A voz do herege ressoava dentro de Arlequim como se sua mente fosse um grandioso e profundo desfiladeiro. Os ecos se repetiam, se repetiam e se repetiam. Porém, em desfiladeiros os ecos felizmente em segundos cessavam.
— A paz de Cristo reine no coração de todos os homens... – ele citou para si mesmo agora. Como seria possível tamanho autoritarismo? Para a mente e para o coração de Arlequim a frase dita não se encaixava em seu declamador. Para alguns o tal homem se tratava de um santo sem pecados e um homem infalível. Este era o Papa. O Pai.
Depois de momentos de profunda angústia, solidão e tristeza, Arlequim agora se encontrava indignado. Seus olhos ainda miravam o teto do trailer, mas era como se pudessem ir além deste.
“Um santo sem pecados e infalível...”, ele pesou a frase e A Inquisição foi o primeiro evento que lhe veio à mente, anos sombrios nos quais o Catolicismo Apostólico Romano perseguiu e sentenciou à morte muitos inocentes. Haviam palavras de consolo ditas por esse tal Papa, mas palavras que foram ditas do mesmo modo que a serpente falou à mulher no Éden. A mulher a tudo tinha, mas ao ouvir à serpente a tudo perdeu, tendo se afastado tragicamente da Luz. Hoje ele, assim como a serpente, fala aos pobres, mas estes pobres são os degraus da torpe, mas sagrada, catedral construída com indulgências séculos atrás. São pobres, pois ele os fez pobres ou os mantem pobres. Muitos já estavam fadados ao Inferno, mas ao ouvirem aquele herege foram feitos duas vezes mais filhos e filhas do Inferno. Palavras duras, alguns diriam. Jesus foi quem as primeiro disse sobre os hipócritas de seus dias.
Arlequim via o “Vigário de Cristo” diminuindo a tragédia enquanto ela se alastrava como nuvens de uma má tempestade que rápida e inevitavelmente se aproxima – uma tempestade que irá destruir vidas, mas poucos sabem. E os que sabem e falam a verdade são mentirosos. O Herege os ensinou assim.
Arlequim seria um destes mentirosos.
Arlequim o via falar de amor, enquanto era o ódio que era semeado cuidadosamente nos corações – “e eis aí”, o jovem ator circense pensou com ironia, “o maldito joio se infiltrando em meio ao trigo.”
Arlequim o via envenenando almas, enquanto elas criam estar sendo curadas, mas se tratava apenas do torpor do momento. Elas morreriam logo.
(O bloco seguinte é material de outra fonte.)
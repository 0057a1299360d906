#![doc(test(attr(deny(warnings))))]

//! Semester Core keeps a client-side view of semester budgets in sync with the
//! dashboard backend and derives the statistics shown for the selected semester.

pub mod cli;
pub mod config;
pub mod core;
pub mod domain;
pub mod errors;
pub mod remote;
pub mod utils;

pub use crate::core::{
    category_registry::CategoryRegistry,
    semester_cache::SemesterCache,
    session::{DeleteOutcome, LoadOutcome, Session, SessionState, TransactionLoad},
};
pub use errors::{DashboardError, ErrorKind, Result};

use std::sync::Once;

static INIT_TRACING: Once = Once::new();

/// Initializes global tracing and emits a startup info log.
pub fn init() {
    INIT_TRACING.call_once(|| {
        utils::init_tracing();
        tracing::info!("Semester Core tracing initialized.");
    });
}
Pois ele deixará que elas durmam, que elas acreditem na segurança... na paz.
Arlequim uma vez lera as seguintes palavras do próprio Jesus;
“Mas se alguém fizer cair no pecado um destes pequeninos que creem em mim, melhor lhe seria amarrar uma pedra de moinho no pescoço e se afogar nas profundezas do mar. Ai do mundo, por causa das coisas que fazem cair no pecado. É inevitável que tais coisas aconteçam, mas aí daquele por meio de quem elas acontecem...”(Mateus 18.6-7)
— Oh, Papa, você foi longe demais — Arlequim disse outra vez em voz alta. — Lamento por sua alma...
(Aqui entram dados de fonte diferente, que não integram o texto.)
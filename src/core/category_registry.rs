//! Ordered set of valid transaction categories.

use tracing::debug;

use crate::domain::{DEFAULT_CATEGORIES, UNCATEGORIZED};

/// Insertion-ordered, case-sensitive set of category names.
///
/// [`UNCATEGORIZED`] is always a member: constructors add it when missing and
/// [`CategoryRegistry::remove`] refuses to drop it.
#[derive(Debug, Clone, PartialEq, Eq)]
pub struct CategoryRegistry {
    names: Vec<String>,
}

impl Default for CategoryRegistry {
    fn default() -> Self {
        Self::from_names(DEFAULT_CATEGORIES)
    }
}

impl CategoryRegistry {
    /// A registry holding only the fallback category.
    pub fn new() -> Self {
        Self {
            names: vec![UNCATEGORIZED.to_string()],
        }
    }

    /// Builds a registry from `names`, skipping blanks and duplicates.
    pub fn from_names<I, S>(names: I) -> Self
    where
        I: IntoIterator<Item = S>,
        S: AsRef<str>,
    {
        let mut registry = Self { names: Vec::new() };
        for name in names {
            registry.add(name.as_ref());
        }
        if !registry.is_valid(UNCATEGORIZED) {
            registry.names.push(UNCATEGORIZED.to_string());
        }
        registry
    }

    /// Appends `name` unless it is blank or already present. Returns whether it was added.
    pub fn add(&mut self, name: &str) -> bool {
        let name = name.trim();
        if name.is_empty() || self.is_valid(name) {
            return false;
        }
        debug!(category = name, "category added");
        self.names.push(name.to_string());
        true
    }

    /// Removes `name`. The fallback category and unknown names are left alone.
    pub fn remove(&mut self, name: &str) -> bool {
        if name == UNCATEGORIZED {
            return false;
        }
        let before = self.names.len();
        self.names.retain(|existing| existing != name);
        let removed = self.names.len() != before;
        if removed {
            debug!(category = name, "category removed");
        }
        removed
    }

    pub fn is_valid(&self, name: &str) -> bool {
        self.names.iter().any(|existing| existing == name)
    }

    /// Category a transaction is counted under: its own when registered, else the fallback.
    pub fn resolve<'a>(&'a self, name: &'a str) -> &'a str {
        if self.is_valid(name) {
            name
        } else {
            UNCATEGORIZED
        }
    }

    pub fn names(&self) -> &[String] {
        &self.names
    }

    pub fn iter(&self) -> impl Iterator<Item = &str> {
        self.names.iter().map(String::as_str)
    }

    pub fn len(&self) -> usize {
        self.names.len()
    }

    pub fn is_empty(&self) -> bool {
        self.names.is_empty()
    }
}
Era lamentável o destino de tal homem, assim como também, por causa dele, era também lamentável o destino daqueles que o seguiam.
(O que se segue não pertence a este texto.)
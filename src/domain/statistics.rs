//! Summary figures derived from a semester and its transactions.

use serde::Serialize;

/// Aggregated total for one registry category.
#[derive(Debug, Clone, Serialize, PartialEq)]
pub struct CategoryTotal {
    pub category: String,
    pub total: f64,
    /// Fraction of the semester's absolute movement in this category, in `0.0..=1.0`.
    pub share: f64,
}

/// Figures shown on the dashboard for the selected semester.
///
/// Never cached: each value is computed from the transaction list it was
/// given and is stale as soon as that list changes.
#[derive(Debug, Clone, Serialize, PartialEq)]
pub struct Statistics {
    pub starting_capital: f64,
    pub current_capital: f64,
    pub surplus: f64,
    pub active_house_size: u32,
    pub insurance_cost: f64,
    pub total_income: f64,
    pub total_expenses: f64,
    pub net: f64,
    pub transaction_count: usize,
    /// One entry per registry category, in registry order.
    pub per_category: Vec<CategoryTotal>,
}

impl Statistics {
    pub fn category_total(&self, category: &str) -> Option<f64> {
        self.per_category
            .iter()
            .find(|entry| entry.category == category)
            .map(|entry| entry.total)
    }

    pub fn category_names(&self) -> impl Iterator<Item = &str> {
        self.per_category.iter().map(|entry| entry.category.as_str())
    }
}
Tido como o senhor da igreja, mas jamais o será. Usa o nome santo de Deus para justificar suas ações torpes, mas essas ações torpes jamais o justificarão diante de Deus.
Herege. És o Papa... o Pai nesta terra.
Não, o jovem palhaço sabia, a vontade daquele homem e de tantos outros que vieram não se tratava da boa vontade de Deus, mas dos intentos terríveis de Satanás.
O coração de Arlequim ardia em profunda mescla de tristeza e revolta. Ele pedia perdão a Deus por tal sentimento. Pedia agora e provavelmente voltaria a fazê-lo, pois falharia outra vez.
Arlequim não negava já ter visto atos dignos daquele homem, não podia mentir. Porém se uma macieira der, em cada safra, duzentas maças, mas dentre estas apenas dez delas forem comestíveis, esta não se tratará de uma macieira que mereça permanecer dando frutos sendo que faz mais mal do que bem.
Arranquem-na! Cortem-na e a lancem no fogo! Pois o fogo é seu lugar.